Data section section start
//! Messages held by a queue

use md5::{Digest, Md5};
use uuid::Uuid;

/// One accepted send, tracked until it is deleted or expires
#[derive(Debug, Clone, PartialEq, Eq)]
pub struct Message {
    pub message_id: String,
    pub body: String,
    pub md5_of_body: String,
    /// Message attributes are not modelled, so this is always empty.
    pub md5_of_message_attributes: String,
    pub sender_id: String,
    pub sent_timestamp: i64,
    /// The message is deliverable once `now >= visibility_deadline`.
    pub visibility_deadline: i64,
    pub receive_count: u32,
    /// Zero until the first receive.
    pub first_receive_timestamp: i64,
    /// Empty until the first receive.
    pub receipt_handle: String,
    /// Enqueue order within the owning queue, used to break `sent_timestamp` ties.
    pub(crate) sequence: u64,
}

impl Message {
    pub(crate) fn new(body: String, now: i64, delay_seconds: i64, sequence: u64) -> Self {
        Self {
            message_id: Uuid::new_v4().to_string(),
            md5_of_body: md5_hex(body.as_bytes()),
            md5_of_message_attributes: String::new(),
            body,
            sender_id: String::new(),
            sent_timestamp: now,
            visibility_deadline: now + delay_seconds,
            receive_count: 0,
            first_receive_timestamp: 0,
            receipt_handle: String::new(),
            sequence,
        }
    }

    pub fn is_visible(&self, now: i64) -> bool {
        now >= self.visibility_deadline
    }

    /// Received at least once and still hidden by its visibility timeout.
    pub fn is_in_flight(&self, now: i64) -> bool {
        self.receive_count > 0 && !self.is_visible(now)
    }

    /// Never received and still waiting out its delivery delay.
    pub fn is_delayed(&self, now: i64) -> bool {
        self.receive_count == 0 && !self.is_visible(now)
    }
}

pub(crate) fn md5_hex(data: &[u8]) -> String {
    let mut hasher = Md5::new();
    hasher.update(data);
    hex::encode(hasher.finalize())
}
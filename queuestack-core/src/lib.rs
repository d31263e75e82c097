//! Core types for QueueStack
//!
//! This crate provides the wire-level error table and request identifiers
//! shared by the broker crates.

pub mod error;
pub mod request_id;

pub use error::{AwsError, ErrorCode};
pub use request_id::RequestId;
Data section section end
● Work request: Write each line of the data down again exactly as it reads.

● Solved exercise:
//! Messages held by a queue

use md5::{Digest, Md5};
use uuid::Uuid;

/// One accepted send, tracked until it is deleted or expires
#[derive(Debug, Clone, PartialEq, Eq)]
pub struct Message {
    pub message_id: String,
    pub body: String,
    pub md5_of_body: String,
    /// Message attributes are not modelled, so this is always empty.
    pub md5_of_message_attributes: String,
    pub sender_id: String,
    pub sent_timestamp: i64,
    /// The message is deliverable once `now >= visibility_deadline`.
    pub visibility_deadline: i64,
    pub receive_count: u32,
    /// Zero until the first receive.
    pub first_receive_timestamp: i64,
    /// Empty until the first receive.
    pub receipt_handle: String,
    /// Enqueue order within the owning queue, used to break `sent_timestamp` ties.
    pub(crate) sequence: u64,
}

impl Message {
    pub(crate) fn new(body: String, now: i64, delay_seconds: i64, sequence: u64) -> Self {
        Self {
            message_id: Uuid::new_v4().to_string(),
            md5_of_body: md5_hex(body.as_bytes()),
            md5_of_message_attributes: String::new(),
            body,
            sender_id: String::new(),
            sent_timestamp: now,
            visibility_deadline: now + delay_seconds,
            receive_count: 0,
            first_receive_timestamp: 0,
            receipt_handle: String::new(),
            sequence,
        }
    }

    pub fn is_visible(&self, now: i64) -> bool {
        now >= self.visibility_deadline
    }

    /// Received at least once and still hidden by its visibility timeout.
    pub fn is_in_flight(&self, now: i64) -> bool {
        self.receive_count > 0 && !self.is_visible(now)
    }

    /// Never received and still waiting out its delivery delay.
    pub fn is_delayed(&self, now: i64) -> bool {
        self.receive_count == 0 && !self.is_visible(now)
    }
}

pub(crate) fn md5_hex(data: &[u8]) -> String {
    let mut hasher = Md5::new();
    hasher.update(data);
    hex::encode(hasher.finalize())
}
filename queuestack-core/src/lib.rs
repository d31263e75e82c097
//! Core types for QueueStack
//!
//! This crate provides the wire-level error table and request identifiers
//! shared by the broker crates.

pub mod error;
pub mod request_id;

pub use error::{AwsError, ErrorCode};
pub use request_id::RequestId;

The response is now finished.